## [Task brief]
Make an exact transcription of the data below.

## [Entries shown]

..........

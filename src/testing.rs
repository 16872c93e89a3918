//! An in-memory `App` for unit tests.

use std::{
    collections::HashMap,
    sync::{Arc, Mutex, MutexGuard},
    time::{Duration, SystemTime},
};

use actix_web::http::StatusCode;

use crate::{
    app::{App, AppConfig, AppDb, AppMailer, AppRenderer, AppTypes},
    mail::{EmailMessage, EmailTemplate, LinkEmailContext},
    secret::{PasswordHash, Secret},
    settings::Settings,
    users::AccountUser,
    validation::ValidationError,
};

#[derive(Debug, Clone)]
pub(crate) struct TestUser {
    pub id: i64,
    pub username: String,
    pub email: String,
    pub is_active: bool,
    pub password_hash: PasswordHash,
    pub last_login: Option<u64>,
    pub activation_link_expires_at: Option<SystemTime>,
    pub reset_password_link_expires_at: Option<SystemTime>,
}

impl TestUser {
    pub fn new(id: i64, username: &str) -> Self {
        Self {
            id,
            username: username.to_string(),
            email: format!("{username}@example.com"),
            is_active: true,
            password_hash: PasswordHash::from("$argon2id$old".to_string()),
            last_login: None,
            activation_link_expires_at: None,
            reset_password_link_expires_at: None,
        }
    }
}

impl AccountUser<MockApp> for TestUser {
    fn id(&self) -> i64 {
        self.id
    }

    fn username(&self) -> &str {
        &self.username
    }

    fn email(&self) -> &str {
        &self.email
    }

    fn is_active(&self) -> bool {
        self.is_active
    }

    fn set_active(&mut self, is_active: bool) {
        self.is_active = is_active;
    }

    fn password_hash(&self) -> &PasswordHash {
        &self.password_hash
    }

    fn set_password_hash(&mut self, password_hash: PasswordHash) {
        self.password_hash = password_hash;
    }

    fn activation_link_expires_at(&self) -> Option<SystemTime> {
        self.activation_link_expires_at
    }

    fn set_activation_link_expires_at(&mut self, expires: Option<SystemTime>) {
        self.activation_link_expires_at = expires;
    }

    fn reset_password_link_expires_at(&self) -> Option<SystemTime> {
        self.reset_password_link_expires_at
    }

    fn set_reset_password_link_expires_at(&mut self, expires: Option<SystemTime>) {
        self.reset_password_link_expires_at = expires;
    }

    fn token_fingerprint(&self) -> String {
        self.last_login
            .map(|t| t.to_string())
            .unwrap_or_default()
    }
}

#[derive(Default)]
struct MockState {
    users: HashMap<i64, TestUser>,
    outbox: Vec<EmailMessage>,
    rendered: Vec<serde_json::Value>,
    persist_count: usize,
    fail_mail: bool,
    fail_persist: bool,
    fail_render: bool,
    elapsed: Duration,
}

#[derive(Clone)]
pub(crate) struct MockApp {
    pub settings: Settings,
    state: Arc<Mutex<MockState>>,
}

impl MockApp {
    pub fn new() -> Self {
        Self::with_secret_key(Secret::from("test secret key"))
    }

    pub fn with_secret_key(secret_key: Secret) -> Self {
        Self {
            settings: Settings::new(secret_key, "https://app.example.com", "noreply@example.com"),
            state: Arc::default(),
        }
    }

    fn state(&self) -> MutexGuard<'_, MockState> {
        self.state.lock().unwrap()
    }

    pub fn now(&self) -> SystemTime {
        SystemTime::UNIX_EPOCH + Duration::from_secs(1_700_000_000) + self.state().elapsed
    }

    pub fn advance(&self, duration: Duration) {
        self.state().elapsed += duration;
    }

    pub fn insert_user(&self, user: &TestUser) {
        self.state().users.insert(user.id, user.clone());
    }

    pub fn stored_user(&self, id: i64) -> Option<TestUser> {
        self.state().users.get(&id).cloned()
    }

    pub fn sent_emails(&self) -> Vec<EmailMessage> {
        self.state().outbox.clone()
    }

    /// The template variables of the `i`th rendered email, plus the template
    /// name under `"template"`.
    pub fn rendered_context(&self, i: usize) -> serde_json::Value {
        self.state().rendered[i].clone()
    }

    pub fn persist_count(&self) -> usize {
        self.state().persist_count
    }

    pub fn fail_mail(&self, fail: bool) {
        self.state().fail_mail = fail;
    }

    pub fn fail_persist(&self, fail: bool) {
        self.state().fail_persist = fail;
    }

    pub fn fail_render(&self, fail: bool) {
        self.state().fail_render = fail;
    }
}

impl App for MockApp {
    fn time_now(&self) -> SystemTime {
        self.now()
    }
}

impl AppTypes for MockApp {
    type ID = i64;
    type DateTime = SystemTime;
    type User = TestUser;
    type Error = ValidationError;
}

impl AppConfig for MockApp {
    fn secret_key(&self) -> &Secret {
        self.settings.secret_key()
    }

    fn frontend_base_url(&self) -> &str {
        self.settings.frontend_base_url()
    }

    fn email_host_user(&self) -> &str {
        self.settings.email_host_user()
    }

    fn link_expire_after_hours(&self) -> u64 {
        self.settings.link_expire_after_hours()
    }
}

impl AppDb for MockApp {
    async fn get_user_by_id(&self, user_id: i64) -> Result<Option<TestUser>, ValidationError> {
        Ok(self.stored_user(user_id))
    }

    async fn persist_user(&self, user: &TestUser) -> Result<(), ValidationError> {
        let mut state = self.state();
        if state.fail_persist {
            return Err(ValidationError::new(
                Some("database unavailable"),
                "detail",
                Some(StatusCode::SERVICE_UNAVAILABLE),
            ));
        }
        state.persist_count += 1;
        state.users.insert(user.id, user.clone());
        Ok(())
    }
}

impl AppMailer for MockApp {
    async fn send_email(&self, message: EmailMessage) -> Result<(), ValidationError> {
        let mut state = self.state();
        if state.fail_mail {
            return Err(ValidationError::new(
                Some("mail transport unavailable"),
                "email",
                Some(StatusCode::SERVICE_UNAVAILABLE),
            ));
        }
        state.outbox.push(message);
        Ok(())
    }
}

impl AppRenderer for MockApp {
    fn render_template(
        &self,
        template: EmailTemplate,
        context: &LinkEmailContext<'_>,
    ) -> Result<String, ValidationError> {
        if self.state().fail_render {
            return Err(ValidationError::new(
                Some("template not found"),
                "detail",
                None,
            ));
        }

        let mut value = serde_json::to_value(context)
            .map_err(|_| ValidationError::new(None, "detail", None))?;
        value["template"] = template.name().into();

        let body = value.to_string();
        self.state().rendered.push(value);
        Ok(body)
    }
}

..........

## [Response for this exercise]
filename src/testing.rs
repository 16872c93e89a3918
//! An in-memory `App` for unit tests.

use std::{
    collections::HashMap,
    sync::{Arc, Mutex, MutexGuard},
    time::{Duration, SystemTime},
};

use actix_web::http::StatusCode;

use crate::{
    app::{App, AppConfig, AppDb, AppMailer, AppRenderer, AppTypes},
    mail::{EmailMessage, EmailTemplate, LinkEmailContext},
    secret::{PasswordHash, Secret},
    settings::Settings,
    users::AccountUser,
    validation::ValidationError,
};

#[derive(Debug, Clone)]
pub(crate) struct TestUser {
    pub id: i64,
    pub username: String,
    pub email: String,
    pub is_active: bool,
    pub password_hash: PasswordHash,
    pub last_login: Option<u64>,
    pub activation_link_expires_at: Option<SystemTime>,
    pub reset_password_link_expires_at: Option<SystemTime>,
}

impl TestUser {
    pub fn new(id: i64, username: &str) -> Self {
        Self {
            id,
            username: username.to_string(),
            email: format!("{username}@example.com"),
            is_active: true,
            password_hash: PasswordHash::from("$argon2id$old".to_string()),
            last_login: None,
            activation_link_expires_at: None,
            reset_password_link_expires_at: None,
        }
    }
}

impl AccountUser<MockApp> for TestUser {
    fn id(&self) -> i64 {
        self.id
    }

    fn username(&self) -> &str {
        &self.username
    }

    fn email(&self) -> &str {
        &self.email
    }

    fn is_active(&self) -> bool {
        self.is_active
    }

    fn set_active(&mut self, is_active: bool) {
        self.is_active = is_active;
    }

    fn password_hash(&self) -> &PasswordHash {
        &self.password_hash
    }

    fn set_password_hash(&mut self, password_hash: PasswordHash) {
        self.password_hash = password_hash;
    }

    fn activation_link_expires_at(&self) -> Option<SystemTime> {
        self.activation_link_expires_at
    }

    fn set_activation_link_expires_at(&mut self, expires: Option<SystemTime>) {
        self.activation_link_expires_at = expires;
    }

    fn reset_password_link_expires_at(&self) -> Option<SystemTime> {
        self.reset_password_link_expires_at
    }

    fn set_reset_password_link_expires_at(&mut self, expires: Option<SystemTime>) {
        self.reset_password_link_expires_at = expires;
    }

    fn token_fingerprint(&self) -> String {
        self.last_login
            .map(|t| t.to_string())
            .unwrap_or_default()
    }
}

#[derive(Default)]
struct MockState {
    users: HashMap<i64, TestUser>,
    outbox: Vec<EmailMessage>,
    rendered: Vec<serde_json::Value>,
    persist_count: usize,
    fail_mail: bool,
    fail_persist: bool,
    fail_render: bool,
    elapsed: Duration,
}

#[derive(Clone)]
pub(crate) struct MockApp {
    pub settings: Settings,
    state: Arc<Mutex<MockState>>,
}

impl MockApp {
    pub fn new() -> Self {
        Self::with_secret_key(Secret::from("test secret key"))
    }

    pub fn with_secret_key(secret_key: Secret) -> Self {
        Self {
            settings: Settings::new(secret_key, "https://app.example.com", "noreply@example.com"),
            state: Arc::default(),
        }
    }

    fn state(&self) -> MutexGuard<'_, MockState> {
        self.state.lock().unwrap()
    }

    pub fn now(&self) -> SystemTime {
        SystemTime::UNIX_EPOCH + Duration::from_secs(1_700_000_000) + self.state().elapsed
    }

    pub fn advance(&self, duration: Duration) {
        self.state().elapsed += duration;
    }

    pub fn insert_user(&self, user: &TestUser) {
        self.state().users.insert(user.id, user.clone());
    }

    pub fn stored_user(&self, id: i64) -> Option<TestUser> {
        self.state().users.get(&id).cloned()
    }

    pub fn sent_emails(&self) -> Vec<EmailMessage> {
        self.state().outbox.clone()
    }

    /// The template variables of the `i`th rendered email, plus the template
    /// name under `"template"`.
    pub fn rendered_context(&self, i: usize) -> serde_json::Value {
        self.state().rendered[i].clone()
    }

    pub fn persist_count(&self) -> usize {
        self.state().persist_count
    }

    pub fn fail_mail(&self, fail: bool) {
        self.state().fail_mail = fail;
    }

    pub fn fail_persist(&self, fail: bool) {
        self.state().fail_persist = fail;
    }

    pub fn fail_render(&self, fail: bool) {
        self.state().fail_render = fail;
    }
}

impl App for MockApp {
    fn time_now(&self) -> SystemTime {
        self.now()
    }
}

impl AppTypes for MockApp {
    type ID = i64;
    type DateTime = SystemTime;
    type User = TestUser;
    type Error = ValidationError;
}

impl AppConfig for MockApp {
    fn secret_key(&self) -> &Secret {
        self.settings.secret_key()
    }

    fn frontend_base_url(&self) -> &str {
        self.settings.frontend_base_url()
    }

    fn email_host_user(&self) -> &str {
        self.settings.email_host_user()
    }

    fn link_expire_after_hours(&self) -> u64 {
        self.settings.link_expire_after_hours()
    }
}

impl AppDb for MockApp {
    async fn get_user_by_id(&self, user_id: i64) -> Result<Option<TestUser>, ValidationError> {
        Ok(self.stored_user(user_id))
    }

    async fn persist_user(&self, user: &TestUser) -> Result<(), ValidationError> {
        let mut state = self.state();
        if state.fail_persist {
            return Err(ValidationError::new(
                Some("database unavailable"),
                "detail",
                Some(StatusCode::SERVICE_UNAVAILABLE),
            ));
        }
        state.persist_count += 1;
        state.users.insert(user.id, user.clone());
        Ok(())
    }
}

impl AppMailer for MockApp {
    async fn send_email(&self, message: EmailMessage) -> Result<(), ValidationError> {
        let mut state = self.state();
        if state.fail_mail {
            return Err(ValidationError::new(
                Some("mail transport unavailable"),
                "email",
                Some(StatusCode::SERVICE_UNAVAILABLE),
            ));
        }
        state.outbox.push(message);
        Ok(())
    }
}

impl AppRenderer for MockApp {
    fn render_template(
        &self,
        template: EmailTemplate,
        context: &LinkEmailContext<'_>,
    ) -> Result<String, ValidationError> {
        if self.state().fail_render {
            return Err(ValidationError::new(
                Some("template not found"),
                "detail",
                None,
            ));
        }

        let mut value = serde_json::to_value(context)
            .map_err(|_| ValidationError::new(None, "detail", None))?;
        value["template"] = template.name().into();

        let body = value.to_string();
        self.state().rendered.push(value);
        Ok(body)
    }
}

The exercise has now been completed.